Don’t get me wrong.  I am quite hawkish when it comes to the exertion of an expansive federal power to combat genuine national security threats.  But my tolerance for such authority only reaches “national security” challenges as they are fairly traditionally construed ( e.g. , dealing with the threats presented by people who might actually attack us).  It makes me nervous to inflate that conceptual currency, and it probably should make you nervous too.

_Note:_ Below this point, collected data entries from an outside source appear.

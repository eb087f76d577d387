//! Message tree to ER7 text

use crate::encoding::{EncodingCharacters, Escape, SEGMENT_DELIMITER, is_control_segment};
use crate::error::{Er7Error, Result};
use crate::model::{Component, Field, Group, Message, Repetition, Segment, Structure};
use tracing::debug;

/// Shortest encoded segment worth writing: a name and a separator
const MIN_SEGMENT_LENGTH: usize = 4;

pub(crate) fn encode(message: &Message) -> Result<String> {
    let chars = message.encoding_characters()?;
    let mut out = String::new();
    let written = encode_group(message.root(), &chars, &mut out)?;
    debug!(structure = message.structure(), segments = written, "Encoded message");
    Ok(out)
}

/// Write every repetition of every slot in order; returns the number of
/// segments written
fn encode_group(group: &Group, chars: &EncodingCharacters, out: &mut String) -> Result<usize> {
    let mut written = 0;
    for slot in group.slots() {
        for structure in slot.repetitions() {
            match structure {
                Structure::Segment(segment) => {
                    let text = encode_segment(segment, chars)?;
                    if text.chars().count() >= MIN_SEGMENT_LENGTH {
                        out.push_str(&text);
                        out.push(SEGMENT_DELIMITER);
                        written += 1;
                    }
                }
                Structure::Group(group) => written += encode_group(group, chars, out)?,
            }
        }
    }
    Ok(written)
}

/// Join parts with a separator, leaving out empty parts at the end
fn join_trimmed(mut parts: Vec<String>, separator: char) -> String {
    while parts.last().is_some_and(String::is_empty) {
        parts.pop();
    }
    let mut out = String::new();
    for (i, part) in parts.iter().enumerate() {
        if i > 0 {
            out.push(separator);
        }
        out.push_str(part);
    }
    out
}

fn encode_component(component: &Component, chars: &EncodingCharacters) -> String {
    join_trimmed(
        component
            .subcomponents()
            .iter()
            .map(|sub| Escape::escape(sub, chars))
            .collect(),
        chars.subcomponent_separator(),
    )
}

fn encode_repetition(repetition: &Repetition, chars: &EncodingCharacters) -> String {
    join_trimmed(
        repetition
            .components()
            .iter()
            .map(|component| encode_component(component, chars))
            .collect(),
        chars.component_separator(),
    )
}

fn encode_field(field: &Field, chars: &EncodingCharacters) -> String {
    join_trimmed(
        field
            .repetitions()
            .iter()
            .map(|repetition| encode_repetition(repetition, chars))
            .collect(),
        chars.repetition_separator(),
    )
}

/// Encode one segment without the trailing segment delimiter
pub(crate) fn encode_segment(segment: &Segment, chars: &EncodingCharacters) -> Result<String> {
    let name = segment.name();
    if name.len() != 3
        || !name
            .chars()
            .all(|c| c.is_ascii_uppercase() || c.is_ascii_digit())
    {
        return Err(Er7Error::Unencodable {
            location: name.to_string(),
            reason: "segment names must be three upper case letters or digits".to_string(),
        });
    }

    let separator = chars.field_separator();
    let mut out = String::from(name);
    let fields = segment.fields();

    let rest = if is_control_segment(name) {
        out.push(separator);
        match segment.value(2, 0, 1, 1) {
            Some(literal) => out.push_str(literal),
            None => out.push_str(&chars.to_string()),
        }
        fields.get(2..).unwrap_or_default()
    } else {
        fields
    };

    let encoded: Vec<String> = rest.iter().map(|field| encode_field(field, chars)).collect();
    let body = join_trimmed(encoded, separator);
    if !body.is_empty() {
        out.push(separator);
        out.push_str(&body);
    }
    Ok(out)
}
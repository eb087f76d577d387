//! Whole messages and acknowledgments

use super::{Group, Segment};
use crate::encoding::{EncodingCharacters, is_control_segment};
use crate::error::{Er7Error, Result};
use crate::grammar::Grammar;
use serde::{Deserialize, Serialize};
use std::fmt;
use std::str::FromStr;

/// A decoded or programmatically built message
#[derive(Debug, Clone, PartialEq, Eq, Serialize, Deserialize)]
pub struct Message {
    structure: String,
    version: String,
    root: Group,
}

impl Message {
    /// Empty message shaped by a grammar
    pub fn new(grammar: &Grammar) -> Self {
        Self {
            structure: grammar.structure().to_string(),
            version: grammar.version().to_string(),
            root: grammar.instantiate(),
        }
    }

    /// Message from an already built tree
    pub fn from_parts(structure: impl Into<String>, version: impl Into<String>, root: Group) -> Self {
        Self {
            structure: structure.into(),
            version: version.into(),
            root,
        }
    }

    /// Message structure name (e.g. `ADT_A01`)
    pub fn structure(&self) -> &str {
        &self.structure
    }

    /// HL7 version
    pub fn version(&self) -> &str {
        &self.version
    }

    /// Top-level group
    pub fn root(&self) -> &Group {
        &self.root
    }

    /// Top-level group
    pub fn root_mut(&mut self) -> &mut Group {
        &mut self.root
    }

    /// Every segment in message order
    pub fn segments(&self) -> Vec<&Segment> {
        self.root.segments()
    }

    /// First segment named `name`
    pub fn find_segment(&self, name: &str) -> Option<&Segment> {
        self.root.find_segment(name)
    }

    /// The control segment that opens the message
    pub fn header(&self) -> Option<&Segment> {
        self.root
            .segments()
            .into_iter()
            .next()
            .filter(|segment| is_control_segment(segment.name()))
    }

    /// The control segment that opens the message
    pub fn header_mut(&mut self) -> Option<&mut Segment> {
        let name = self.header()?.name().to_string();
        self.root.segment_mut(&name, 0)
    }

    /// Delimiters declared by the control segment
    pub fn encoding_characters(&self) -> Result<EncodingCharacters> {
        let header = self
            .header()
            .ok_or_else(|| Er7Error::MalformedHeader("message has no control segment".to_string()))?;
        EncodingCharacters::from_segment(header)
    }

    /// Message control ID (MSH-10)
    pub fn control_id(&self) -> Option<&str> {
        self.header()?.value(10, 0, 1, 1)
    }

    /// Build an acknowledgment for this message
    ///
    /// `grammar` is the grammar of the `ACK` structure. The header swaps the
    /// sending and receiving application and facility, copies delimiters,
    /// processing ID and version, and sets MSH-9 to `ACK^<event>^ACK`. MSA
    /// carries the acknowledgment code, this message's control ID and the
    /// optional text.
    pub fn generate_ack(
        &self,
        grammar: &Grammar,
        code: AckCode,
        text: Option<&str>,
    ) -> Result<Self> {
        let original = self
            .header()
            .ok_or_else(|| Er7Error::MalformedHeader("message has no control segment".to_string()))?;
        let copy = |field: usize| {
            original
                .field(field)
                .cloned()
                .unwrap_or_default()
        };

        let mut ack = Self::new(grammar);
        let control_id = format!(
            "{}{}",
            self.control_id().unwrap_or("ACK"),
            code.as_str()
        );

        let header = ack
            .root
            .ensure_segment(original.name(), 0)
            .ok_or_else(|| Er7Error::Unencodable {
                location: grammar.structure().to_string(),
                reason: format!("grammar has no {} slot", original.name()),
            })?;
        header.set_field(1, copy(1));
        header.set_field(2, copy(2));
        header.set_field(3, copy(5));
        header.set_field(4, copy(6));
        header.set_field(5, copy(3));
        header.set_field(6, copy(4));
        header.set_value(7, 0, 1, 1, chrono::Utc::now().format("%Y%m%d%H%M%S").to_string());
        header.set_value(9, 0, 1, 1, "ACK");
        if let Some(event) = original.value(9, 0, 2, 1) {
            header.set_value(9, 0, 2, 1, event);
        }
        header.set_value(9, 0, 3, 1, "ACK");
        header.set_value(10, 0, 1, 1, control_id);
        header.set_field(11, copy(11));
        header.set_field(12, copy(12));

        let msa = ack
            .root
            .ensure_segment("MSA", 0)
            .ok_or_else(|| Er7Error::Unencodable {
                location: grammar.structure().to_string(),
                reason: "grammar has no MSA slot".to_string(),
            })?;
        msa.set_value(1, 0, 1, 1, code.as_str());
        if let Some(id) = self.control_id() {
            msa.set_value(2, 0, 1, 1, id);
        }
        if let Some(text) = text {
            msa.set_value(3, 0, 1, 1, text);
        }

        Ok(ack)
    }
}

/// MSA-1 acknowledgment codes
#[derive(Debug, Clone, Copy, PartialEq, Eq, Hash, Serialize, Deserialize)]
pub enum AckCode {
    /// Application accept
    AA,
    /// Application error
    AE,
    /// Application reject
    AR,
    /// Commit accept
    CA,
    /// Commit error
    CE,
    /// Commit reject
    CR,
}

impl AckCode {
    /// Two letter code
    pub const fn as_str(self) -> &'static str {
        match self {
            Self::AA => "AA",
            Self::AE => "AE",
            Self::AR => "AR",
            Self::CA => "CA",
            Self::CE => "CE",
            Self::CR => "CR",
        }
    }
}

impl fmt::Display for AckCode {
    fn fmt(&self, f: &mut fmt::Formatter<'_>) -> fmt::Result {
        f.write_str(self.as_str())
    }
}

impl FromStr for AckCode {
    type Err = String;

    fn from_str(s: &str) -> std::result::Result<Self, Self::Err> {
        match s.to_ascii_uppercase().as_str() {
            "AA" => Ok(Self::AA),
            "AE" => Ok(Self::AE),
            "AR" => Ok(Self::AR),
            "CA" => Ok(Self::CA),
            "CE" => Ok(Self::CE),
            "CR" => Ok(Self::CR),
            other => Err(format!("unknown acknowledgment code '{other}'")),
        }
    }
}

In our system of government, the president is traditionally afforded much more latitude for discretion and unilateral authority in dealing with national security issues than we permit him in other arenas.  This, I think, is quite proper.  Precisely for this reason, however, decent people should start to squirm when expressions of frustration with the inability of our democratic process to reach the “correct” conclusion on key public policy issues come to coexist with assertions that matters such as childhood obesity, climate change, health care, education policy, and government debt are “national security” challenges.  We should be wary when our government approaches that intellectual frontier.  As the old mariners’ maps used to put it, there be dragons.